Convolutional Neural Networks (CNNs) became the de-facto standard for medical image analysis. In CNN, pooling layers are used for downsampling feature maps by aggregating features from local regions, and hence help to learn invariant features and reduce computational complexity. Various pooling techniques have been proposed, among which average and max pooling are the widely used ones because of their simplicity. Since average pooling aggregates all the information of each region in each feature map, background features may dominate in the pooled representation. On the other hand, max pooling can capture noisy features as it focuses on the most activated features. To overcome this, researchers have proposed soft pooling techniques as intermediate to max and average pooling.

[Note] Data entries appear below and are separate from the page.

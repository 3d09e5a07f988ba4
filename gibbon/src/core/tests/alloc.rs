/*
 * Created on Wed Jan 24 2024
 *
 * This file is a part of Gibbon
 * Gibbon is a free and open-source authorization engine written by
 * Sayan Nandan ("the Author") that stores users, groups and permissions
 * in a transactional document store and encodes set membership as
 * fixed-length bitmasks, trading a little write amplification for
 * single-read permission checks.
 *
 * Copyright (c) 2024, Sayan Nandan <ohsayan@outlook.com>
 *
 * This program is free software: you can redistribute it and/or modify
 * it under the terms of the GNU Affero General Public License as published by
 * the Free Software Foundation, either version 3 of the License, or
 * (at your option) any later version.
 *
 * This program is distributed in the hope that it will be useful,
 * but WITHOUT ANY WARRANTY; without even the implied warranty of
 * MERCHANTABILITY or FITNESS FOR A PARTICULAR PURPOSE. See the
 * GNU Affero General Public License for more details.
 *
 * You should have received a copy of the GNU Affero General Public License
 * along with this program. If not, see <https://www.gnu.org/licenses/>.
 *
*/

use {
    super::seeded,
    crate::error::{Entity, GibbonError},
};

#[test]
fn allocation_is_monotonic_from_fresh_seed() {
    let g = seeded(2, 2);
    for expect in 1..=8u64 {
        let row = g.allocate_permission(None, into_dict!()).unwrap();
        assert_eq!(row.position, expect);
        assert!(row.allocated);
    }
}

#[test]
fn allocation_reuses_lowest_freed_position() {
    let g = seeded(2, 2);
    assert_eq!(g.allocate_permission(None, into_dict!()).unwrap().position, 1);
    assert_eq!(g.allocate_permission(None, into_dict!()).unwrap().position, 2);
    g.deallocate_permissions(None, [1u64]).unwrap();
    // the freed low slot wins over the untouched position 3
    assert_eq!(g.allocate_permission(None, into_dict!()).unwrap().position, 1);
}

#[test]
fn exhaustion_leaves_the_store_unchanged() {
    let g = seeded(1, 1);
    for _ in 0..8 {
        g.allocate_permission(None, into_dict!("name" => "p")).unwrap();
    }
    assert!(matches!(
        g.allocate_permission(None, into_dict!()),
        Err(GibbonError::Exhausted(Entity::Permission))
    ));
    let all = g.find_all_allocated_permissions(None).unwrap();
    assert_eq!(all.len(), 8);
    assert!(all
        .iter()
        .all(|row| row.meta.get("name").and_then(|c| c.try_str()) == Some("p")));
}

#[test]
fn group_exhaustion_names_the_entity() {
    let g = seeded(1, 1);
    for _ in 0..8 {
        g.allocate_group(None, into_dict!()).unwrap();
    }
    assert!(matches!(
        g.allocate_group(None, into_dict!()),
        Err(GibbonError::Exhausted(Entity::Group))
    ));
}

#[test]
fn deallocation_restores_the_seeded_row() {
    let g = seeded(2, 2);
    let permission = g
        .allocate_permission(None, into_dict!("name" => "god"))
        .unwrap();
    let group = g
        .allocate_group(None, into_dict!("name" => "GI Joe"))
        .unwrap();
    g.subscribe_permissions_to_groups(None, [group.position], [permission.position])
        .unwrap();
    g.deallocate_permissions(None, [permission.position]).unwrap();
    g.deallocate_groups(None, [group.position]).unwrap();
    let permission = &g.find_permissions(None, &[1]).unwrap()[0];
    assert!(!permission.allocated);
    assert!(permission.meta.is_empty());
    let group = &g.find_groups(None, &[1]).unwrap()[0];
    assert!(!group.allocated);
    assert!(group.meta.is_empty());
    assert!(group.permissions.is_zero());
}

#[test]
fn reallocation_starts_from_a_clean_group_mask() {
    let g = seeded(2, 2);
    let permission = g.allocate_permission(None, into_dict!()).unwrap();
    let group = g.allocate_group(None, into_dict!()).unwrap();
    g.subscribe_permissions_to_groups(None, [group.position], [permission.position])
        .unwrap();
    g.deallocate_groups(None, [group.position]).unwrap();
    // the next cycle must not inherit the old grants
    let group = g.allocate_group(None, into_dict!()).unwrap();
    assert_eq!(group.position, 1);
    assert!(group.permissions.is_zero());
}

#[test]
fn caller_metadata_is_sanitized() {
    let g = seeded(2, 2);
    let row = g
        .allocate_permission(
            None,
            into_dict!(
                "name" => "ok",
                "$where" => "1 == 1",
                "a.b" => "dotted",
                "position" => 99u64,
                "allocated" => false
            ),
        )
        .unwrap();
    assert_eq!(row.position, 1);
    assert!(row.allocated);
    assert_eq!(row.meta.len(), 1);
    assert_eq!(row.meta.get("name").and_then(|c| c.try_str()), Some("ok"));
}

#[test]
fn metadata_update_requires_an_allocated_slot() {
    let g = seeded(2, 2);
    assert!(g
        .update_permission_metadata(None, 1, into_dict!("name" => "x"))
        .unwrap()
        .is_none());
    let row = g.allocate_permission(None, into_dict!("name" => "x")).unwrap();
    let row = g
        .update_permission_metadata(None, row.position, into_dict!("tier" => 3u64))
        .unwrap()
        .unwrap();
    assert_eq!(row.meta.get("name").and_then(|c| c.try_str()), Some("x"));
    assert_eq!(row.meta.get("tier").and_then(|c| c.try_uint()), Some(3));
}

#[test]
fn allocation_state_validation() {
    let g = seeded(2, 2);
    g.allocate_permission(None, into_dict!()).unwrap();
    g.allocate_permission(None, into_dict!()).unwrap();
    assert!(g.validate_allocated_permissions(None, &[1, 2]).unwrap());
    assert!(!g.validate_allocated_permissions(None, &[1, 2, 3]).unwrap());
    // positions without a row are never valid
    assert!(!g.validate_allocated_permissions(None, &[999]).unwrap());
}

In addition, various other pooling techniques also have been introduced for different purposes, which include techniques to reduce overfitting, to capture higher-order information such as the correlation between features, to capture spatial/structural information, etc. In this work, we investigate different pooling mechanisms with ResNet, a widely used CNN architecture, for the classification of HEp-2 cell images. We found that average pooling generally performs better than other pooling techniques such as max pooling, soft pooling, and bilinear pooling. By just changing the local pooling operation of the ResNet architecture from max to average we show over 2% of improvement in mean class accuracy (MCA). Overall, our approach gives an MCA of 88% for the classification of HEp-2 cell images.